Exercise brief :: All of the records should be given back exactly and in full.

Records for processing ::
******

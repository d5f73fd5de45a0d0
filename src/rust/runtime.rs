use ort::session::builder::{GraphOptimizationLevel, SessionBuilder};
use ort::session::Session;
use std::sync::OnceLock;

use crate::classifier::ClassifierError;

static INIT: OnceLock<Result<(), String>> = OnceLock::new();

/// ONNX Runtime session settings for the image model.
#[derive(Debug)]
pub struct RuntimeConfig {
    pub inter_threads: usize,
    pub intra_threads: usize,
    pub optimization_level: GraphOptimizationLevel,
}

impl Default for RuntimeConfig {
    fn default() -> Self {
        Self {
            inter_threads: 0, // Let ONNX Runtime decide
            intra_threads: 0, // Let ONNX Runtime decide
            optimization_level: GraphOptimizationLevel::Level3,
        }
    }
}

impl RuntimeConfig {
    /// Caps intra-op parallelism, e.g. when several classifiers share a host.
    pub fn with_intra_threads(mut self, threads: usize) -> Self {
        self.intra_threads = threads;
        self
    }
}

fn copy_level(level: &GraphOptimizationLevel) -> GraphOptimizationLevel {
    match level {
        GraphOptimizationLevel::Level1 => GraphOptimizationLevel::Level1,
        GraphOptimizationLevel::Level2 => GraphOptimizationLevel::Level2,
        GraphOptimizationLevel::Level3 => GraphOptimizationLevel::Level3,
        GraphOptimizationLevel::Disable => GraphOptimizationLevel::Disable,
    }
}

impl Clone for RuntimeConfig {
    fn clone(&self) -> Self {
        Self {
            inter_threads: self.inter_threads,
            intra_threads: self.intra_threads,
            optimization_level: copy_level(&self.optimization_level),
        }
    }
}

fn init_onnx_environment() -> ort::Result<()> {
    ort::init().with_name("foodlens").commit()?;
    Ok(())
}

/// Initializes the process-wide ONNX Runtime environment exactly once.
pub fn ensure_initialized() -> Result<(), ClassifierError> {
    INIT.get_or_init(|| init_onnx_environment().map_err(|e| e.to_string()))
        .clone()
        .map_err(|e| {
            ClassifierError::BuildError(format!(
                "Failed to initialize ONNX Runtime environment: {}",
                e
            ))
        })
}

pub fn create_session_builder(config: &RuntimeConfig) -> Result<SessionBuilder, ClassifierError> {
    ensure_initialized()?;
    let mut builder = Session::builder()?;

    if config.inter_threads > 0 {
        builder = builder.with_inter_threads(config.inter_threads)?;
    }
    if config.intra_threads > 0 {
        builder = builder.with_intra_threads(config.intra_threads)?;
    }

    builder = builder.with_optimization_level(copy_level(&config.optimization_level))?;

    Ok(builder)
}

#[cfg(test)]
mod tests {
    use super::*;

    #[test]
    fn test_environment_initialization() {
        assert!(ensure_initialized().is_ok());
        assert!(ensure_initialized().is_ok()); // Second call should be fine
    }

    #[test]
    fn test_session_builder_config() {
        let config = RuntimeConfig {
            inter_threads: 2,
            intra_threads: 2,
            optimization_level: GraphOptimizationLevel::Level1,
        };
        let builder = create_session_builder(&config);
        assert!(builder.is_ok());
    }

    #[test]
    fn test_config_clone() {
        let config = RuntimeConfig::default().with_intra_threads(3);
        let cloned = config.clone();
        assert_eq!(cloned.intra_threads, 3);
        assert_eq!(cloned.inter_threads, 0);
        assert!(matches!(cloned.optimization_level, GraphOptimizationLevel::Level3));
    }
}
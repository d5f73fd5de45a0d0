/// Index and value of the highest score. Ties resolve to the lowest index and
/// NaN never wins; returns `None` for an empty slice or an all-NaN slice.
pub(crate) fn argmax(scores: &[f32]) -> Option<(usize, f32)> {
    scores
        .iter()
        .enumerate()
        .fold(None, |best, (i, &val)| match best {
            _ if val.is_nan() => best,
            Some((_, max_val)) if val <= max_val => best,
            _ => Some((i, val)),
        })
}
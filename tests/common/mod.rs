#![allow(dead_code)]

use std::io::Cursor;

use foodlens::{
    ClassifierError, FoodClassifier, LabelVocabulary, PreprocessConfig, ScoringBackend,
    FOOD101_CLASSES,
};
use image::{DynamicImage, ImageFormat, Rgb, RgbImage};
use ndarray::{Array1, ArrayView4, Axis};

/// Scores classes by the average red level of the input: a uniform image
/// with red value `r` peaks at class `round(r / 255 * (num_classes - 1))`.
#[derive(Debug)]
pub struct RedLevelBackend {
    pub num_classes: usize,
}

impl ScoringBackend for RedLevelBackend {
    fn scores(&self, input: ArrayView4<'_, f32>) -> Result<Array1<f32>, ClassifierError> {
        let config = PreprocessConfig::default();
        let normalized = input.index_axis(Axis(1), 0).mean().unwrap_or(0.0);
        let level = normalized * config.std[0] + config.mean[0];
        let peak = (level * (self.num_classes - 1) as f32).round();
        Ok((0..self.num_classes)
            .map(|i| -(i as f32 - peak).abs())
            .collect())
    }
}

/// Red value whose uniform image the `RedLevelBackend` assigns to `index`.
pub fn red_level_for(index: usize, num_classes: usize) -> u8 {
    (index as f32 * 255.0 / (num_classes - 1) as f32).round() as u8
}

pub fn encode(image: &DynamicImage, format: ImageFormat) -> Vec<u8> {
    let mut buf = Cursor::new(Vec::new());
    image.write_to(&mut buf, format).unwrap();
    buf.into_inner()
}

pub fn solid_png(red: u8, width: u32, height: u32) -> Vec<u8> {
    let image = DynamicImage::ImageRgb8(RgbImage::from_pixel(width, height, Rgb([red, 40, 90])));
    encode(&image, ImageFormat::Png)
}

/// Classifier over the Food-101 labels with the `RedLevelBackend`.
pub fn red_level_classifier() -> FoodClassifier {
    FoodClassifier::builder()
        .with_builtin_labels()
        .unwrap()
        .with_backend(RedLevelBackend { num_classes: FOOD101_CLASSES })
        .unwrap()
        .build()
        .expect("Failed to create classifier")
}

pub fn food101() -> LabelVocabulary {
    LabelVocabulary::food101()
}

pub fn label_png(label: &str) -> Vec<u8> {
    let index = food101().index_of(label).unwrap();
    solid_png(red_level_for(index, FOOD101_CLASSES), 300, 200)
}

******

Answer space ::
repository d5f73fd5de45a0d0
filename src/rust/runtime.rs
use ort::session::builder::{GraphOptimizationLevel, SessionBuilder};
use ort::session::Session;
use std::sync::OnceLock;

use crate::classifier::ClassifierError;

static INIT: OnceLock<Result<(), String>> = OnceLock::new();

/// ONNX Runtime session settings for the image model.
#[derive(Debug)]
pub struct RuntimeConfig {
    pub inter_threads: usize,
    pub intra_threads: usize,
    pub optimization_level: GraphOptimizationLevel,
}

impl Default for RuntimeConfig {
    fn default() -> Self {
        Self {
            inter_threads: 0, // Let ONNX Runtime decide
            intra_threads: 0, // Let ONNX Runtime decide
            optimization_level: GraphOptimizationLevel::Level3,
        }
    }
}

impl RuntimeConfig {
    /// Caps intra-op parallelism, e.g. when several classifiers share a host.
    pub fn with_intra_threads(mut self, threads: usize) -> Self {
        self.intra_threads = threads;
        self
    }
}

fn copy_level(level: &GraphOptimizationLevel) -> GraphOptimizationLevel {
    match level {
        GraphOptimizationLevel::Level1 => GraphOptimizationLevel::Level1,
        GraphOptimizationLevel::Level2 => GraphOptimizationLevel::Level2,
        GraphOptimizationLevel::Level3 => GraphOptimizationLevel::Level3,
        GraphOptimizationLevel::Disable => GraphOptimizationLevel::Disable,
    }
}

impl Clone for RuntimeConfig {
    fn clone(&self) -> Self {
        Self {
            inter_threads: self.inter_threads,
            intra_threads: self.intra_threads,
            optimization_level: copy_level(&self.optimization_level),
        }
    }
}

fn init_onnx_environment() -> ort::Result<()> {
    ort::init().with_name("foodlens").commit()?;
    Ok(())
}

/// Initializes the process-wide ONNX Runtime environment exactly once.
pub fn ensure_initialized() -> Result<(), ClassifierError> {
    INIT.get_or_init(|| init_onnx_environment().map_err(|e| e.to_string()))
        .clone()
        .map_err(|e| {
            ClassifierError::BuildError(format!(
                "Failed to initialize ONNX Runtime environment: {}",
                e
            ))
        })
}

pub fn create_session_builder(config: &RuntimeConfig) -> Result<SessionBuilder, ClassifierError> {
    ensure_initialized()?;
    let mut builder = Session::builder()?;

    if config.inter_threads > 0 {
        builder = builder.with_inter_threads(config.inter_threads)?;
    }
    if config.intra_threads > 0 {
        builder = builder.with_intra_threads(config.intra_threads)?;
    }

    builder = builder.with_optimization_level(copy_level(&config.optimization_level))?;

    Ok(builder)
}

#[cfg(test)]
mod tests {
    use super::*;

    #[test]
    fn test_environment_initialization() {
        assert!(ensure_initialized().is_ok());
        assert!(ensure_initialized().is_ok()); // Second call should be fine
    }

    #[test]
    fn test_session_builder_config() {
        let config = RuntimeConfig {
            inter_threads: 2,
            intra_threads: 2,
            optimization_level: GraphOptimizationLevel::Level1,
        };
        let builder = create_session_builder(&config);
        assert!(builder.is_ok());
    }

    #[test]
    fn test_config_clone() {
        let config = RuntimeConfig::default().with_intra_threads(3);
        let cloned = config.clone();
        assert_eq!(cloned.intra_threads, 3);
        assert_eq!(cloned.inter_threads, 0);
        assert!(matches!(cloned.optimization_level, GraphOptimizationLevel::Level3));
    }
}
repository d5f73fd5de45a0d0
/// Index and value of the highest score. Ties resolve to the lowest index and
/// NaN never wins; returns `None` for an empty slice or an all-NaN slice.
pub(crate) fn argmax(scores: &[f32]) -> Option<(usize, f32)> {
    scores
        .iter()
        .enumerate()
        .fold(None, |best, (i, &val)| match best {
            _ if val.is_nan() => best,
            Some((_, max_val)) if val <= max_val => best,
            _ => Some((i, val)),
        })
}
filename tests/common/mod.rs
#![allow(dead_code)]

use std::io::Cursor;

use foodlens::{
    ClassifierError, FoodClassifier, LabelVocabulary, PreprocessConfig, ScoringBackend,
    FOOD101_CLASSES,
};
use image::{DynamicImage, ImageFormat, Rgb, RgbImage};
use ndarray::{Array1, ArrayView4, Axis};

/// Scores classes by the average red level of the input: a uniform image
/// with red value `r` peaks at class `round(r / 255 * (num_classes - 1))`.
#[derive(Debug)]
pub struct RedLevelBackend {
    pub num_classes: usize,
}

impl ScoringBackend for RedLevelBackend {
    fn scores(&self, input: ArrayView4<'_, f32>) -> Result<Array1<f32>, ClassifierError> {
        let config = PreprocessConfig::default();
        let normalized = input.index_axis(Axis(1), 0).mean().unwrap_or(0.0);
        let level = normalized * config.std[0] + config.mean[0];
        let peak = (level * (self.num_classes - 1) as f32).round();
        Ok((0..self.num_classes)
            .map(|i| -(i as f32 - peak).abs())
            .collect())
    }
}

/// Red value whose uniform image the `RedLevelBackend` assigns to `index`.
pub fn red_level_for(index: usize, num_classes: usize) -> u8 {
    (index as f32 * 255.0 / (num_classes - 1) as f32).round() as u8
}

pub fn encode(image: &DynamicImage, format: ImageFormat) -> Vec<u8> {
    let mut buf = Cursor::new(Vec::new());
    image.write_to(&mut buf, format).unwrap();
    buf.into_inner()
}

pub fn solid_png(red: u8, width: u32, height: u32) -> Vec<u8> {
    let image = DynamicImage::ImageRgb8(RgbImage::from_pixel(width, height, Rgb([red, 40, 90])));
    encode(&image, ImageFormat::Png)
}

/// Classifier over the Food-101 labels with the `RedLevelBackend`.
pub fn red_level_classifier() -> FoodClassifier {
    FoodClassifier::builder()
        .with_builtin_labels()
        .unwrap()
        .with_backend(RedLevelBackend { num_classes: FOOD101_CLASSES })
        .unwrap()
        .build()
        .expect("Failed to create classifier")
}

pub fn food101() -> LabelVocabulary {
    LabelVocabulary::food101()
}

pub fn label_png(label: &str) -> Vec<u8> {
    let index = food101().index_of(label).unwrap();
    solid_png(red_level_for(index, FOOD101_CLASSES), 300, 200)
}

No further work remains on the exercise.